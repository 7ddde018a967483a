//! Term-reducing prepayment recalculation.
//!
//! A capital prepayment lowers the outstanding balance; the periodic payment
//! stays fixed and the remaining term shrinks. Paid installments are never
//! altered. The function is pure: re-running it with the same input yields
//! the same replacement schedule, so a storage layer can retry its
//! delete-then-insert transaction safely.

use rust_decimal::prelude::ToPrimitive;
use rust_decimal::{Decimal, MathematicalOps};
use rust_decimal_macros::dec;
use serde::{Deserialize, Serialize};
use std::time::Instant;

use crate::error::PatrimonioError;
use crate::types::{with_metadata, ComputationOutput, Money, Periodicity, Rate};
use crate::PatrimonioResult;

use super::schedule::{amortize_rows, Installment};

// ---------------------------------------------------------------------------
// Input / output types
// ---------------------------------------------------------------------------

#[derive(Debug, Clone, Serialize, Deserialize)]
pub struct PrepaymentInput {
    /// Full current schedule, paid and unpaid rows mixed.
    pub cuotas: Vec<Installment>,
    /// Nominal annual rate as a percentage (3.5 = 3.5%).
    pub tasa_anual_pct: Rate,
    pub periodicidad: Periodicity,
    /// Capital prepayment amount.
    pub importe: Money,
}

#[derive(Debug, Clone, PartialEq, Serialize, Deserialize)]
pub struct PrepaymentOutput {
    /// Paid installments, echoed back untouched.
    pub cuotas_pagadas: Vec<Installment>,
    /// Replacement schedule for the unpaid remainder.
    pub cuotas_nuevas: Vec<Installment>,
    /// Outstanding balance after applying the prepayment.
    pub saldo_tras_amortizacion: Money,
    /// Length of the replacement schedule.
    pub nuevo_plazo: u32,
    /// True when the prepayment cleared the loan entirely.
    pub liquidado: bool,
}

// ---------------------------------------------------------------------------
// Public API
// ---------------------------------------------------------------------------

/// Apply a capital prepayment and regenerate the unpaid remainder of the
/// schedule, keeping the original periodic payment and shortening the term.
pub fn recalculate_with_prepayment(
    input: &PrepaymentInput,
) -> PatrimonioResult<ComputationOutput<PrepaymentOutput>> {
    let start = Instant::now();
    let mut warnings: Vec<String> = Vec::new();

    validate(input)?;

    let cuotas_pagadas: Vec<Installment> =
        input.cuotas.iter().filter(|c| c.pagada).cloned().collect();
    let unpaid: Vec<&Installment> = input.cuotas.iter().filter(|c| !c.pagada).collect();

    let first_unpaid = unpaid.first().ok_or_else(|| PatrimonioError::InvalidInput {
        field: "cuotas".into(),
        reason: "Every installment is already paid".into(),
    })?;

    // Balance owed just before the first unpaid installment.
    let outstanding = first_unpaid.saldo_pendiente + first_unpaid.amortizacion;
    let balance = outstanding - input.importe;

    if balance <= Decimal::ZERO {
        if balance < Decimal::ZERO {
            warnings.push(format!(
                "Prepayment exceeds the outstanding balance by {}",
                -balance
            ));
        }
        let elapsed = start.elapsed().as_micros() as u64;
        return Ok(with_metadata(
            "Term-reducing prepayment (fully amortized)",
            input,
            warnings,
            elapsed,
            PrepaymentOutput {
                cuotas_pagadas,
                cuotas_nuevas: Vec::new(),
                saldo_tras_amortizacion: Decimal::ZERO,
                nuevo_plazo: 0,
                liquidado: true,
            },
        ));
    }

    let periods_per_year = input.periodicidad.periods_per_year()?;
    let period_rate = input.tasa_anual_pct / dec!(100) / periods_per_year;
    let payment = first_unpaid.cuota;

    let nuevo_plazo = solve_term(balance, period_rate, payment)?;

    let months_step = input.periodicidad.months_per_period()?;
    let first_numero = cuotas_pagadas.last().map(|c| c.numero).unwrap_or(0) + 1;
    let cuotas_nuevas = amortize_rows(
        balance,
        period_rate,
        payment,
        nuevo_plazo,
        first_unpaid.vencimiento,
        months_step,
        first_numero,
        0,
    )?;

    let elapsed = start.elapsed().as_micros() as u64;
    Ok(with_metadata(
        "Term-reducing prepayment (fixed payment, recomputed term)",
        input,
        warnings,
        elapsed,
        PrepaymentOutput {
            cuotas_pagadas,
            cuotas_nuevas,
            saldo_tras_amortizacion: balance,
            nuevo_plazo,
            liquidado: false,
        },
    ))
}

/// Smallest term `n` such that payment `a` at per-period rate `i` amortizes
/// balance `b`: `n = ceil(−ln(1 − i·b/a) / ln(1+i))`, or `ceil(b/a)` at zero
/// rate.
fn solve_term(b: Money, i: Rate, a: Money) -> PatrimonioResult<u32> {
    if a <= Decimal::ZERO {
        return Err(PatrimonioError::InvalidInput {
            field: "cuota".into(),
            reason: "Periodic payment must be positive".into(),
        });
    }

    let n = if i.is_zero() {
        (b / a).ceil()
    } else {
        let ratio = i * b / a;
        if ratio >= Decimal::ONE {
            return Err(PatrimonioError::FinancialImpossibility(format!(
                "Payment {a} does not cover the periodic interest on balance {b}"
            )));
        }
        let numer = -(Decimal::ONE - ratio).ln();
        let denom = (Decimal::ONE + i).ln();
        if denom.is_zero() {
            return Err(PatrimonioError::DivisionByZero {
                context: "log of growth factor in term solve".into(),
            });
        }
        (numer / denom).ceil()
    };

    n.to_u32().ok_or_else(|| PatrimonioError::InvalidInput {
        field: "plazo".into(),
        reason: format!("Recomputed term {n} is not a valid period count"),
    })
}

fn validate(input: &PrepaymentInput) -> PatrimonioResult<()> {
    if input.cuotas.is_empty() {
        return Err(PatrimonioError::InvalidInput {
            field: "cuotas".into(),
            reason: "Schedule is empty".into(),
        });
    }
    if input.importe <= Decimal::ZERO {
        return Err(PatrimonioError::InvalidInput {
            field: "importe".into(),
            reason: "Prepayment amount must be positive".into(),
        });
    }
    if input.tasa_anual_pct < Decimal::ZERO {
        return Err(PatrimonioError::InvalidInput {
            field: "tasa_anual_pct".into(),
            reason: "Annual rate cannot be negative".into(),
        });
    }
    if !input.periodicidad.is_recurring() {
        return Err(PatrimonioError::InvalidInput {
            field: "periodicidad".into(),
            reason: "A loan cannot have a one-off periodicity".into(),
        });
    }
    Ok(())
}

// ---------------------------------------------------------------------------
// Tests
// ---------------------------------------------------------------------------

#[cfg(test)]
mod tests {
    use super::*;
    use crate::amortization::schedule::{generate_schedule, LoanInput};
    use crate::types::LoanKind;
    use chrono::NaiveDate;
    use pretty_assertions::assert_eq;
    use rust_decimal_macros::dec;

    fn base_schedule() -> Vec<Installment> {
        let input = LoanInput {
            principal: dec!(10000),
            tasa_anual_pct: dec!(5),
            plazo: 24,
            periodicidad: Periodicity::Mensual,
            fecha_inicio: NaiveDate::from_ymd_opt(2025, 1, 10).unwrap(),
            tipo: LoanKind::Personal,
        };
        generate_schedule(&input).unwrap().result.cuotas
    }

    fn with_paid(mut cuotas: Vec<Installment>, paid: usize) -> Vec<Installment> {
        for c in cuotas.iter_mut().take(paid) {
            c.pagada = true;
        }
        cuotas
    }

    fn prepay_input(importe: Decimal, paid: usize) -> PrepaymentInput {
        PrepaymentInput {
            cuotas: with_paid(base_schedule(), paid),
            tasa_anual_pct: dec!(5),
            periodicidad: Periodicity::Mensual,
            importe,
        }
    }

    #[test]
    fn test_paid_installments_untouched() {
        let input = prepay_input(dec!(2000), 6);
        let out = recalculate_with_prepayment(&input).unwrap().result;
        let expected: Vec<Installment> = input.cuotas[..6].to_vec();
        assert_eq!(out.cuotas_pagadas, expected);
    }

    #[test]
    fn test_new_schedule_conserves_reduced_balance() {
        let input = prepay_input(dec!(2000), 6);
        let out = recalculate_with_prepayment(&input).unwrap().result;
        assert!(!out.liquidado);
        let total: Decimal = out.cuotas_nuevas.iter().map(|c| c.amortizacion).sum();
        assert_eq!(total, out.saldo_tras_amortizacion);
        assert_eq!(
            out.cuotas_nuevas.last().unwrap().saldo_pendiente,
            Decimal::ZERO
        );
    }

    #[test]
    fn test_term_is_shortened() {
        let input = prepay_input(dec!(2000), 6);
        let out = recalculate_with_prepayment(&input).unwrap().result;
        // 18 unpaid installments before; the prepayment must shave some off.
        assert!(out.nuevo_plazo < 18);
        assert!(out.nuevo_plazo > 0);
        assert_eq!(out.cuotas_nuevas.len(), out.nuevo_plazo as usize);
    }

    #[test]
    fn test_payment_kept_fixed() {
        let input = prepay_input(dec!(2000), 6);
        let original_payment = input.cuotas[6].cuota;
        let out = recalculate_with_prepayment(&input).unwrap().result;
        for c in &out.cuotas_nuevas[..out.cuotas_nuevas.len() - 1] {
            assert_eq!(c.cuota, original_payment);
        }
    }

    #[test]
    fn test_numbering_continues_after_last_paid() {
        let input = prepay_input(dec!(2000), 6);
        let out = recalculate_with_prepayment(&input).unwrap().result;
        assert_eq!(out.cuotas_nuevas[0].numero, 7);
        for (idx, c) in out.cuotas_nuevas.iter().enumerate() {
            assert_eq!(c.numero, 7 + idx as u32);
        }
    }

    #[test]
    fn test_first_new_due_date_matches_next_due() {
        let input = prepay_input(dec!(2000), 6);
        let next_due = input.cuotas[6].vencimiento;
        let out = recalculate_with_prepayment(&input).unwrap().result;
        assert_eq!(out.cuotas_nuevas[0].vencimiento, next_due);
    }

    #[test]
    fn test_full_prepayment_liquidates_loan() {
        let input = prepay_input(dec!(50000), 6);
        let result = recalculate_with_prepayment(&input).unwrap();
        let out = result.result;
        assert!(out.liquidado);
        assert_eq!(out.nuevo_plazo, 0);
        assert!(out.cuotas_nuevas.is_empty());
        assert_eq!(out.saldo_tras_amortizacion, Decimal::ZERO);
        assert!(!result.warnings.is_empty());
    }

    #[test]
    fn test_zero_rate_term_is_balance_over_payment() {
        let loan = LoanInput {
            principal: dec!(1200),
            tasa_anual_pct: dec!(0),
            plazo: 12,
            periodicidad: Periodicity::Mensual,
            fecha_inicio: NaiveDate::from_ymd_opt(2025, 1, 1).unwrap(),
            tipo: LoanKind::Personal,
        };
        let cuotas = with_paid(generate_schedule(&loan).unwrap().result.cuotas, 2);
        let input = PrepaymentInput {
            cuotas,
            tasa_anual_pct: dec!(0),
            periodicidad: Periodicity::Mensual,
            importe: dec!(500),
        };
        let out = recalculate_with_prepayment(&input).unwrap().result;
        // Balance after 2 payments of 100: 1000; minus 500 = 500; 500/100 = 5.
        assert_eq!(out.saldo_tras_amortizacion, dec!(500));
        assert_eq!(out.nuevo_plazo, 5);
    }

    #[test]
    fn test_idempotent_given_same_input() {
        let input = prepay_input(dec!(2000), 6);
        let first = recalculate_with_prepayment(&input).unwrap().result;
        let second = recalculate_with_prepayment(&input).unwrap().result;
        assert_eq!(first, second);
    }

    #[test]
    fn test_rejects_non_positive_amount() {
        let input = prepay_input(dec!(0), 6);
        assert!(recalculate_with_prepayment(&input).is_err());
    }

    #[test]
    fn test_rejects_fully_paid_schedule() {
        let input = prepay_input(dec!(100), 24);
        assert!(recalculate_with_prepayment(&input).is_err());
    }

    #[test]
    fn test_payment_below_interest_is_impossible() {
        // A tampered schedule whose payment cannot even cover interest.
        let cuota = Installment {
            numero: 1,
            vencimiento: NaiveDate::from_ymd_opt(2025, 2, 1).unwrap(),
            cuota: dec!(10),
            interes: dec!(5),
            amortizacion: dec!(5),
            saldo_pendiente: dec!(99995),
            pagada: false,
        };
        let input = PrepaymentInput {
            cuotas: vec![cuota],
            tasa_anual_pct: dec!(12),
            periodicidad: Periodicity::Mensual,
            importe: dec!(100),
        };
        let err = recalculate_with_prepayment(&input).unwrap_err();
        assert!(matches!(err, PatrimonioError::FinancialImpossibility(_)));
    }
}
══════════════════════════════
:: REQUIRED WORK ::
Look over the material above and show each line where "Money" appears.

:: ANSWER ::
use crate::types::{with_metadata, ComputationOutput, Money, Periodicity, Rate};
    pub importe: Money,
    pub saldo_tras_amortizacion: Money,
fn solve_term(b: Money, i: Rate, a: Money) -> PatrimonioResult<u32> {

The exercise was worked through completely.